**Your instructions:** Where a line in the listing below contains the word "message", copy that line.

**Record excerpts:**
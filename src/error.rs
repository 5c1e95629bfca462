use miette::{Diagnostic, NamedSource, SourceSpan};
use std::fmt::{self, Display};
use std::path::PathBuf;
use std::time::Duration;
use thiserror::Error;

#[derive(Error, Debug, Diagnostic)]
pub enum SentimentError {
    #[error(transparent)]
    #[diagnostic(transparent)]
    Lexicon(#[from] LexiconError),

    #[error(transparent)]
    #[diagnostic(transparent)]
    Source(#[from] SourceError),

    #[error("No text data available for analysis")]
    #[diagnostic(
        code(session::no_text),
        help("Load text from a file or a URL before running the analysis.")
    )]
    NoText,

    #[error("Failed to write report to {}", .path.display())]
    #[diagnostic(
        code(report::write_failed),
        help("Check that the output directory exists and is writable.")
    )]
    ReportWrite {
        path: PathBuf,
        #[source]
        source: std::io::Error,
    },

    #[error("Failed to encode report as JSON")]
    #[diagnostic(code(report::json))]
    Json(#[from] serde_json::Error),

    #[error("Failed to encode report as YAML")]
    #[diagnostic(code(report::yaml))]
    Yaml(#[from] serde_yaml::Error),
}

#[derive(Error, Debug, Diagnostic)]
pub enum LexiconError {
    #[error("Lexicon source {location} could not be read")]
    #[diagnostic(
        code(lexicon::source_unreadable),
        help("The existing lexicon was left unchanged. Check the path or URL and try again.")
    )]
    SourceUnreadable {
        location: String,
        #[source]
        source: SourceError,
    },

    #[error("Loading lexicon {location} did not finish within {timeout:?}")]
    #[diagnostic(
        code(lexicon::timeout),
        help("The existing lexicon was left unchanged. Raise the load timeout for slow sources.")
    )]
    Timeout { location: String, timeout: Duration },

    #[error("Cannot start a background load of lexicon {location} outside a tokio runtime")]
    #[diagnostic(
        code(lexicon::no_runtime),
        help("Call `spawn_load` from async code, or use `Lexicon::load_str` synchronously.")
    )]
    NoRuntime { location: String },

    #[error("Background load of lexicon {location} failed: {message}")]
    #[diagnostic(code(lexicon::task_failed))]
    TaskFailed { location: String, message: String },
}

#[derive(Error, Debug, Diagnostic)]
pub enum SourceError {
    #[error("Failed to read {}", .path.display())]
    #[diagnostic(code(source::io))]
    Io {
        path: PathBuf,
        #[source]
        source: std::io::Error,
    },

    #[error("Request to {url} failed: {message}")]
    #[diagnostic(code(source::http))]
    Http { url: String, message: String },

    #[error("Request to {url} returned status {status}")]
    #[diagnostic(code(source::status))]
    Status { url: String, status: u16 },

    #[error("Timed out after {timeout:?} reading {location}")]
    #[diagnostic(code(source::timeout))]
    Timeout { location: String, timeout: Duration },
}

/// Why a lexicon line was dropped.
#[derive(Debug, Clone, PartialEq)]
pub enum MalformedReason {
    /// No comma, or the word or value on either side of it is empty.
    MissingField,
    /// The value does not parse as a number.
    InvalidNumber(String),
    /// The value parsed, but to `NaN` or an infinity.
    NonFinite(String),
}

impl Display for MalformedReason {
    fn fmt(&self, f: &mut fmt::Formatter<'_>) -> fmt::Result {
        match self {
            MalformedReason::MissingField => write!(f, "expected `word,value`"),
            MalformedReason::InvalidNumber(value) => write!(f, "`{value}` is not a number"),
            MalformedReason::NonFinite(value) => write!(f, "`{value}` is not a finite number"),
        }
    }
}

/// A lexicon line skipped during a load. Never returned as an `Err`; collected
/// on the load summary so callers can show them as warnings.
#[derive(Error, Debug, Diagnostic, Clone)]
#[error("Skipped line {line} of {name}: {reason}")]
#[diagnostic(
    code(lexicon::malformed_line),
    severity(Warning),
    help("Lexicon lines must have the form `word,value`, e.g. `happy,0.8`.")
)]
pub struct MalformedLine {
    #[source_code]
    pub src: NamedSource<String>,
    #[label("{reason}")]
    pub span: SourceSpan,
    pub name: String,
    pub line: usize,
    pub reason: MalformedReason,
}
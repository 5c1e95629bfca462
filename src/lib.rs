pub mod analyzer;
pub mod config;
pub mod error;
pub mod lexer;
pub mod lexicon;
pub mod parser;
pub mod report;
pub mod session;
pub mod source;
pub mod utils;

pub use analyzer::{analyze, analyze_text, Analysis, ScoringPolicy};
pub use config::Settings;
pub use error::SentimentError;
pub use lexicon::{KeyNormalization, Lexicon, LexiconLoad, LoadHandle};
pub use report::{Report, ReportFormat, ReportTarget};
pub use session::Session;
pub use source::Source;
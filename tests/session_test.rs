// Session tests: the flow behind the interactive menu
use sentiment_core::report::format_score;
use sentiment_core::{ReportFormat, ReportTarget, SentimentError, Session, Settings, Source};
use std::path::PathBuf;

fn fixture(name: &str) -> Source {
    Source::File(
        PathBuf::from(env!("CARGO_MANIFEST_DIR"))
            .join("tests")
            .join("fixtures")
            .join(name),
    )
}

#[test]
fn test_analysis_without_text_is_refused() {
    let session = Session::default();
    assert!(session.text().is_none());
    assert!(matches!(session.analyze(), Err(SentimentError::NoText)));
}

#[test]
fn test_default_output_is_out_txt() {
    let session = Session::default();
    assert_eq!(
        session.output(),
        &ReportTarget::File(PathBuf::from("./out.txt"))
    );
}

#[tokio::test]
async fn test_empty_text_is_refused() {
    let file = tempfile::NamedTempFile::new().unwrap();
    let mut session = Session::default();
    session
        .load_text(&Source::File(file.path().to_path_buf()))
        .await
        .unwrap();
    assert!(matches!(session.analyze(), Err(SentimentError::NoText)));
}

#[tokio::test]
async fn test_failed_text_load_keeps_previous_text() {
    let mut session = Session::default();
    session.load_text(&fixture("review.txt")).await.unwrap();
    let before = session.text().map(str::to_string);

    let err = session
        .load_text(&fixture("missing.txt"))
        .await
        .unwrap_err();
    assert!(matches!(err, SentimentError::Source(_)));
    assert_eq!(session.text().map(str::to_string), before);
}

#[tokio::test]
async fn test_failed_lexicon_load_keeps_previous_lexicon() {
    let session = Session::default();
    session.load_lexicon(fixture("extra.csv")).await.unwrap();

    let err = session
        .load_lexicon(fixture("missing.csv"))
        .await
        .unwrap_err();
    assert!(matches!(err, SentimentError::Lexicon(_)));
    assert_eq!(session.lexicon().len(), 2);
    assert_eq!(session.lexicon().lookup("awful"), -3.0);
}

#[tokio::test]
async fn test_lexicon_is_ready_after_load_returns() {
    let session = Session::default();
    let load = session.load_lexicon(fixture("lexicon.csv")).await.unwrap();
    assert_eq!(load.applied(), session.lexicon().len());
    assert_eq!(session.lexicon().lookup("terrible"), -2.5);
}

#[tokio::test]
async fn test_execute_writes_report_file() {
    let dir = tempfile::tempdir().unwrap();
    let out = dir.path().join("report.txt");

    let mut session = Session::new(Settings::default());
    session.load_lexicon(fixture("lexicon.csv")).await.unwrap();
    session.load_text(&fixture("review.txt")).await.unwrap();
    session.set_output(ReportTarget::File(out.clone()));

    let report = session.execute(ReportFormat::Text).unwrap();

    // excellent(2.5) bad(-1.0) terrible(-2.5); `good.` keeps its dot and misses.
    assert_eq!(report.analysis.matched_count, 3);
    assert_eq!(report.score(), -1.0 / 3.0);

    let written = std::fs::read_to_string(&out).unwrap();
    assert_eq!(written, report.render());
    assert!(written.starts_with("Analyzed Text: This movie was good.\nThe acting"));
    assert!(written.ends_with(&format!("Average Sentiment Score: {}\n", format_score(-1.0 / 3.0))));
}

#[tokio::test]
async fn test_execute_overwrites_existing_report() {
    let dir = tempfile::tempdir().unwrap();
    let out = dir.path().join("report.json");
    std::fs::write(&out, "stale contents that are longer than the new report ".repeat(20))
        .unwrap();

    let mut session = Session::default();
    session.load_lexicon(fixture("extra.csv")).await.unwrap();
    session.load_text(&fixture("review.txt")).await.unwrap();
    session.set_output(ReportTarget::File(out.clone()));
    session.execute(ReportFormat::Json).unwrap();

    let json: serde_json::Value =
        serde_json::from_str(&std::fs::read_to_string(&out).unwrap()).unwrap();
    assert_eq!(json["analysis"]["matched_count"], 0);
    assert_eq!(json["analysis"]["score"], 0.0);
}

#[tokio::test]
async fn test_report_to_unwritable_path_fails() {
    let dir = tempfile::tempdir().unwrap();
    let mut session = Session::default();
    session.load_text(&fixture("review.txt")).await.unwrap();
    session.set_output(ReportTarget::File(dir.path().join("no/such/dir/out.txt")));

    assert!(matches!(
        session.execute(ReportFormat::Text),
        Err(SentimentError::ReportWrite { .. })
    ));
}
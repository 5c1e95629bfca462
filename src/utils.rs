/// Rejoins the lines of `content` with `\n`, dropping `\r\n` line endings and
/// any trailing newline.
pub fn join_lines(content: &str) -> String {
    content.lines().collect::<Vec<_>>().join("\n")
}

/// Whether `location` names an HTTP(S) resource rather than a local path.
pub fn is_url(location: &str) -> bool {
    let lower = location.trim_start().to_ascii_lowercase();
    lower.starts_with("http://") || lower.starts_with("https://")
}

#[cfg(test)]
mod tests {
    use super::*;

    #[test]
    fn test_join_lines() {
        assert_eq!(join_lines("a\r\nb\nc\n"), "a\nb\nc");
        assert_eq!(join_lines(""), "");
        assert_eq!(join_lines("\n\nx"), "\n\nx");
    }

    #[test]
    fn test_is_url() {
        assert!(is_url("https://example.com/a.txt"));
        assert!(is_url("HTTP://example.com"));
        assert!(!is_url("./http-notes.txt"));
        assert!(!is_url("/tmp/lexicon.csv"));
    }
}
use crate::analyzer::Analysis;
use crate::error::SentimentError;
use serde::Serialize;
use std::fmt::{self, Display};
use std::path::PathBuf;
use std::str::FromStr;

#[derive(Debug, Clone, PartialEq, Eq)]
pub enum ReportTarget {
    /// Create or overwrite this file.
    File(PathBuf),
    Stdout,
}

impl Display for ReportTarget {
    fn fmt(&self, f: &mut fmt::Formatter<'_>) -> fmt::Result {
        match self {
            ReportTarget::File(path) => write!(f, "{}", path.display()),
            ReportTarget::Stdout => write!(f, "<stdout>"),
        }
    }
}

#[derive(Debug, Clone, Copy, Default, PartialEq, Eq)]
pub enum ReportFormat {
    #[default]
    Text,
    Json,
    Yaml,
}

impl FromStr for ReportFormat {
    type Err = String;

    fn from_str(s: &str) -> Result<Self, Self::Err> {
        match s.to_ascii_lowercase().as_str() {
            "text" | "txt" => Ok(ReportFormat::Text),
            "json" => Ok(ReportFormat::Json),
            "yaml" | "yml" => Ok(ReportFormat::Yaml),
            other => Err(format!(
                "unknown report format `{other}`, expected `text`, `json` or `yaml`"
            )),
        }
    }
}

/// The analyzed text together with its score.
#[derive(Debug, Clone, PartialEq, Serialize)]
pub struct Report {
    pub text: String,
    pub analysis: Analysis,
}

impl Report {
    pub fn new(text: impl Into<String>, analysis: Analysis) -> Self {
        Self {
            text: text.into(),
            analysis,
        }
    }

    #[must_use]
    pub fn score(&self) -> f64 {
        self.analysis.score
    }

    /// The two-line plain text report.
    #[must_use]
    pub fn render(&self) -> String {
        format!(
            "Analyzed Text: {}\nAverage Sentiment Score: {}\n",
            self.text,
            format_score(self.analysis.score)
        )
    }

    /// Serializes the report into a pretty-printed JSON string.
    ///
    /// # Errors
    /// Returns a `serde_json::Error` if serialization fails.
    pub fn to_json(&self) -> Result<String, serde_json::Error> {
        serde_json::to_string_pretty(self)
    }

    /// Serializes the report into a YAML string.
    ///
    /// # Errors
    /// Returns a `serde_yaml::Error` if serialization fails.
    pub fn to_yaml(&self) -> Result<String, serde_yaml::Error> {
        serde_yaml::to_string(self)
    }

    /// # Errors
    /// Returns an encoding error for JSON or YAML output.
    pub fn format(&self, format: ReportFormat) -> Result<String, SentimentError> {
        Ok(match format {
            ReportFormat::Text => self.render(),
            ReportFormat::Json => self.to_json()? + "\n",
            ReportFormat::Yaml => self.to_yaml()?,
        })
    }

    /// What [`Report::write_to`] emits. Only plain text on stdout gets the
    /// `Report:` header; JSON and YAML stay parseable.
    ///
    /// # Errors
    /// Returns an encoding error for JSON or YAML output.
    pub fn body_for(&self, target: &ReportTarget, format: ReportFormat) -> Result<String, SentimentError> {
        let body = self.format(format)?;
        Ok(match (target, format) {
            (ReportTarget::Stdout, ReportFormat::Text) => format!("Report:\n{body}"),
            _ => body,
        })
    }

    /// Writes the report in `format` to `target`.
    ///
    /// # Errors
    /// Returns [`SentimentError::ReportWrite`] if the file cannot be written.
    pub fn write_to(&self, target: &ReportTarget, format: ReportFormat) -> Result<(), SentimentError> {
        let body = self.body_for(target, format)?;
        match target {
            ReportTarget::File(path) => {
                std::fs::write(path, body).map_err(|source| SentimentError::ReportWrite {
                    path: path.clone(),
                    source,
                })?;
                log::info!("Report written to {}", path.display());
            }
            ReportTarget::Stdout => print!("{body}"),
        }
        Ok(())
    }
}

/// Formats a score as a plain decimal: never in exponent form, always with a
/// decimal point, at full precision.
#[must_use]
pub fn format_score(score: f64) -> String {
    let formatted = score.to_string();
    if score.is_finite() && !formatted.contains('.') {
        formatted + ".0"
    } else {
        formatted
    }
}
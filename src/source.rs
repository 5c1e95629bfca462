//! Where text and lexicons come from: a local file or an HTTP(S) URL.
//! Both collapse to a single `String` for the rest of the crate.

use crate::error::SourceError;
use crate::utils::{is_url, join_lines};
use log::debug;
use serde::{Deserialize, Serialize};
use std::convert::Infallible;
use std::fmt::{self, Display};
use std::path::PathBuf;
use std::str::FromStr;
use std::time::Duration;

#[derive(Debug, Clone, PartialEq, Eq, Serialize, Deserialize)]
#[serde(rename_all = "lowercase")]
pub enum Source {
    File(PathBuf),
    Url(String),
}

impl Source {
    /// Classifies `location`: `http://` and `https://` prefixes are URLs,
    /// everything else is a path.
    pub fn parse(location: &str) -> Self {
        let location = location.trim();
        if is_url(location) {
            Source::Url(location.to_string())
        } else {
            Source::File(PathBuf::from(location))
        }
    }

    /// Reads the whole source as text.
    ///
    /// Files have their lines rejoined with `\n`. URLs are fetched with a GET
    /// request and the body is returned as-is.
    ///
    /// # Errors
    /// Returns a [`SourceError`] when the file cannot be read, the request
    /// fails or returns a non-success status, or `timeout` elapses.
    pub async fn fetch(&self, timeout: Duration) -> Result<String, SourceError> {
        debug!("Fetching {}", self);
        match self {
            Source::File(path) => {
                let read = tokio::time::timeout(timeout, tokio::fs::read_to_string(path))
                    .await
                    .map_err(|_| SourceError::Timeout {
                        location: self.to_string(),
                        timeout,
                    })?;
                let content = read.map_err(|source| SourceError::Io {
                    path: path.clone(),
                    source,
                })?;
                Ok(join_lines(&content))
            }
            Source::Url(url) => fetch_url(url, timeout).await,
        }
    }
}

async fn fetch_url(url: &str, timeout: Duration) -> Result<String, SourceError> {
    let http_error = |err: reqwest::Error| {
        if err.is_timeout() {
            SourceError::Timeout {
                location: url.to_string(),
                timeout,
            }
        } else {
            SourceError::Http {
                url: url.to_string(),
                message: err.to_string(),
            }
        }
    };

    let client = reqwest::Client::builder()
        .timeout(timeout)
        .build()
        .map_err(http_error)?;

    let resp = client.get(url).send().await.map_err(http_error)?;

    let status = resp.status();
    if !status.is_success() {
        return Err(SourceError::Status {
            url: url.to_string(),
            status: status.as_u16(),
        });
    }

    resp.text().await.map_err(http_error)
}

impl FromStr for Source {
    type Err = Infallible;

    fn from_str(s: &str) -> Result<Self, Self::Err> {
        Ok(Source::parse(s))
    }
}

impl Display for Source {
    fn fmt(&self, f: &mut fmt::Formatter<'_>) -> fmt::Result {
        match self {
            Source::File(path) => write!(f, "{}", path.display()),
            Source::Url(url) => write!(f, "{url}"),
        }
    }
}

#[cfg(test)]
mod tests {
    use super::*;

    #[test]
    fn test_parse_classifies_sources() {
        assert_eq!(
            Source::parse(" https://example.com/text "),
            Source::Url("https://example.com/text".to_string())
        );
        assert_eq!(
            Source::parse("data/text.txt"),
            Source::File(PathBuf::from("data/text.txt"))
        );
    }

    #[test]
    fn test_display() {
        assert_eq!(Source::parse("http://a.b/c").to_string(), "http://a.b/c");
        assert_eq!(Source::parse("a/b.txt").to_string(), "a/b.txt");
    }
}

**Answer:**
    #[error("Background load of lexicon {location} failed: {message}")]
    TaskFailed { location: String, message: String },
    #[error("Request to {url} failed: {message}")]
    Http { url: String, message: String },
                message: err.to_string(),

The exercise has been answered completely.